The Ultimate Day Trader attempts to accomplish the following seven goals, with many more features and explanations along the way:

  • Give you an overview of the issues and obstacles that must be overcome in order to be consistently profitable as a day trader in stocks and/or futures
  • Provide you with objective, concise, and reliable trading methodologies to help you achieve trading profits in the single day time frame
  • Provide you with the necessary trading structure or model to facilitate the application of trading tools
  • Give you the rules necessary to minimize risk and to maximize profits
  • Show you how to select the best market candidates for day trading
  • Discuss the dos and don’ts of electronic order entry
  • Show you how to diversify your day trading portfolio to minimize periods of drawdown and improve stability of performance

Author’s Note:

I should start right off by warning you that this book is not designed for the first-time day trader. My purpose in The Ultimate Day Trader is to introduce not just specific trading methodologies and techniques but also a guiding philosophy and thought process for how to use them. From that base I also discuss more generalized philosophy and pragmatics about being a trader, from start to finish of the trading day, week and month; in short, your life as a day trader. While these concepts certainly apply to the novice trader, they will be much easier to grasp for someone who has had some day trading experience. A true beginner at day trading might be better served to pick up a copy of A Beginner’s Guide to Day Trading Online by Toni Turner.

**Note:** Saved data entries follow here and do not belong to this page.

//! Session configuration
//!
//! Options only affect allocation and bookkeeping. They never change the
//! verdict of any request.

use crate::session::LockSession;

/// Lock session options
#[derive(Debug, Clone, Default, PartialEq, Eq)]
pub struct SessionOptions {
    /// Number of items to pre-allocate room for in the lock table
    pub capacity: usize,
    /// Keep an ordered log of every decision
    pub record_history: bool,
}

impl SessionOptions {
    /// Options that record every decision for later inspection
    pub fn auditing() -> Self {
        SessionOptions {
            record_history: true,
            ..Default::default()
        }
    }
}

/// Builder for [`LockSession`]
///
/// # Example
///
/// ```
/// use lockgrant_concurrency::LockSession;
///
/// let session = LockSession::builder()
///     .capacity(1024)
///     .record_history()
///     .build();
/// assert!(session.options().record_history);
/// ```
#[derive(Debug, Clone, Default)]
pub struct SessionBuilder {
    options: SessionOptions,
}

impl SessionBuilder {
    /// Create a builder with default options
    pub fn new() -> Self {
        Self::default()
    }

    /// Pre-allocate the lock table for `items` items
    pub fn capacity(mut self, items: usize) -> Self {
        self.options.capacity = items;
        self
    }

    /// Record every decision
    pub fn record_history(mut self) -> Self {
        self.options.record_history = true;
        self
    }

    /// Replace all options at once
    pub fn options(mut self, options: SessionOptions) -> Self {
        self.options = options;
        self
    }

    /// Build an empty session
    pub fn build(self) -> LockSession {
        LockSession::with_options(self.options)
    }
}
//! Verdict counters for a session

use lockgrant_core::Verdict;
use serde::{Deserialize, Serialize};

/// Running totals of a session's decisions
#[derive(Debug, Clone, Copy, Default, PartialEq, Eq, Serialize, Deserialize)]
pub struct SessionStats {
    /// Requests granted
    pub granted: u64,
    /// Requests denied (one per poisoned transaction)
    pub denied: u64,
    /// Requests skipped because the requester was poisoned
    pub ignored: u64,
    /// Shared-to-exclusive upgrades by a sole holder
    pub upgrades: u64,
    /// Exclusive locks handed from one owner to another
    pub reassignments: u64,
}

impl SessionStats {
    /// Total number of requests seen
    pub fn total(&self) -> u64 {
        self.granted + self.denied + self.ignored
    }

    pub(crate) fn record(&mut self, verdict: Verdict) {
        match verdict {
            Verdict::Granted => self.granted += 1,
            Verdict::Denied => self.denied += 1,
            Verdict::Ignored => self.ignored += 1,
        }
    }
}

As I enter my fourth decade in the markets as a trader, analyst, author, educator, and trading system developer, I find that while some aspects of trading have grown by leaps and bounds other areas have barely advanced. Indeed, the weakest link in the chain remains the trader. It is a sad but true fact of market life that even the most profitable trading systems and methods will, in the hands of an undisciplined trader, be rendered worthless or even dangerous. I liken the situation to that of a high-powered, high performance-racing vehicle being piloted by an inexperienced driver. The results can be, and most often are, catastrophic. In preparing to write this book, I have asked myself some questions:

  • What can be done to improve the lot of the average trader?
  • Are the solutions to this dilemma to be found in more education, psychiatry, faster computers, better software, better systems, or a combination of the above?
  • Do better systems create better traders?
  • Is the ability to trade profitably innate or can it be learned?
  • Is day trading the best way to succeed in the markets, or is investing the true key to consistent profits?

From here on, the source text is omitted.